Женя стукнул кулаком в ладошку, обрывая Гарькин поток.
– На это я так могу за него ответить, – строго сказал Женя. – Матвей Андреевич хороший инженер: он умеет высчитывать и упреждать!
– Вот именно – упреждать! – воспламенели Гарькины стекла. – Чем он занимается и сейчас... Упреждает кого надо, чтобы на процессе не всплыло его имя в невыгодном свете!
Вот теперь Женя понял по-настоящему, с кем имеет дело. Гарька был крепок не только на рукопожатие. Он умел и в словесном бою приготовить сюрпризец. Женя не сомневался, что сейчас и получит его. И спросил безнадежно:
– Кого имеешь в виду?
– Люсе он сделал предложение...
– Это насчет совместительства на полставки? – опередил Женя.
У Гарьки за стеклами замигали ресницы – будто бабочки пытались выбраться из банки.
– Она говорила: никто не знает, кроме Слона, – пробормотал Гарька.
– Как видишь, сам Матвей Андреевич не делает из этого секрета! – смачно сказал Женя. – И он еще не то сделает, чтобы вызволить Игоря.
– А вашей тройке он никаких благ не сулил? – просипел Гарька. – По штатному расписанию или еще по чему?
– Ты не там роешь, Гарий Иосифович, – осадил его Женя. – Хотя по своим воззрениям волен, конечно, приписать ему даже убийство!..
– Да, уверен, папаша был послан Куликовым!
Женя заерзал на табуретке. От Гарькиной логики трудно было оторваться. И он собрал всю волю, чтобы развеять ярко вспыхнувшую картину.
– Что же, по-твоему, следователь простофиля? – хрипло спросил Женя.

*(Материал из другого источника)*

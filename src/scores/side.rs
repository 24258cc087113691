use serde::{Deserialize, Serialize};
use serde_json::{json, Value};
use std::fmt;
use std::str::FromStr;

use crate::error::ScoreError;

const HOME_KEY: &str = "home";
const AWAY_KEY: &str = "away";
const POINTS_KEY: &str = "points";

/// Which team scored.
#[derive(Debug, Clone, Copy, PartialEq, Eq, Serialize, Deserialize)]
#[serde(rename_all = "lowercase")]
pub enum Side {
    Home,
    Away,
}

impl Side {
    pub fn as_str(&self) -> &'static str {
        match self {
            Side::Home => HOME_KEY,
            Side::Away => AWAY_KEY,
        }
    }
}

impl fmt::Display for Side {
    fn fmt(&self, f: &mut fmt::Formatter<'_>) -> fmt::Result {
        f.write_str(self.as_str())
    }
}

impl FromStr for Side {
    type Err = ScoreError;

    fn from_str(s: &str) -> Result<Self, Self::Err> {
        let trimmed = s.trim();
        if trimmed.eq_ignore_ascii_case(HOME_KEY) {
            Ok(Side::Home)
        } else if trimmed.eq_ignore_ascii_case(AWAY_KEY) {
            Ok(Side::Away)
        } else {
            Err(ScoreError::Validation(format!(
                "invalid side '{}', expected 'home' or 'away'",
                trimmed
            )))
        }
    }
}

/// The two point counters the orchestrator understands inside an otherwise
/// opaque score document.
#[derive(Debug, Clone, Copy, PartialEq, Eq, Default)]
pub struct Points {
    pub home: u64,
    pub away: u64,
}

impl Points {
    /// Read `home.points` / `away.points`. Missing, negative or non-numeric
    /// values read as 0.
    pub fn from_document(doc: &Value) -> Self {
        Points {
            home: read_points(doc, HOME_KEY),
            away: read_points(doc, AWAY_KEY),
        }
    }

    /// Add exactly one point to `side`, leaving the other untouched.
    pub fn increment(self, side: Side) -> Self {
        match side {
            Side::Home => Points {
                home: self.home.saturating_add(1),
                ..self
            },
            Side::Away => Points {
                away: self.away.saturating_add(1),
                ..self
            },
        }
    }

    /// Absolute totals in document shape, ready to be merged by the store.
    pub fn to_patch(self) -> Value {
        json!({
            HOME_KEY: { POINTS_KEY: self.home },
            AWAY_KEY: { POINTS_KEY: self.away },
        })
    }
}

fn read_points(doc: &Value, team: &str) -> u64 {
    doc.get(team)
        .and_then(|t| t.get(POINTS_KEY))
        .and_then(Value::as_u64)
        .unwrap_or(0)
}

/// A start payload is opaque, but it has to be a non-empty JSON object so
/// later patches have something to merge into.
pub fn validate_start_payload(payload: &Value) -> Result<(), ScoreError> {
    match payload {
        Value::Object(map) if !map.is_empty() => Ok(()),
        Value::Object(_) => Err(ScoreError::Validation(
            "start payload must not be empty".into(),
        )),
        _ => Err(ScoreError::Validation(
            "start payload must be a JSON object".into(),
        )),
    }
}

/// Cache key for a score document.
pub fn cache_key(id: &str) -> String {
    format!("score:{}", id)
}

/// True when a document carries the durable `closed` marker.
pub fn is_closed(doc: &Value) -> bool {
    doc.get("status").and_then(Value::as_str) == Some("closed")
}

– Он районный работник, – сразу откликнулся Гарька, – а у таких, конечно, еще бытует понятие: «Признание – царица доказательств», – и, кроме того, зачем задевать такое имя, как Куликов, если даже где-то оно проклюнулось?!
– По твоей гипотезе Матвей Андреевич получается какой-то паук, – пробормотал Женя. – А я слушаю, как дурак!
– И золото, бывает, замещается другим материалом, – напомнил Гарька. – Как в той легенде у Федьки! Человек вроде тот же, а на самом деле начал ржаветь...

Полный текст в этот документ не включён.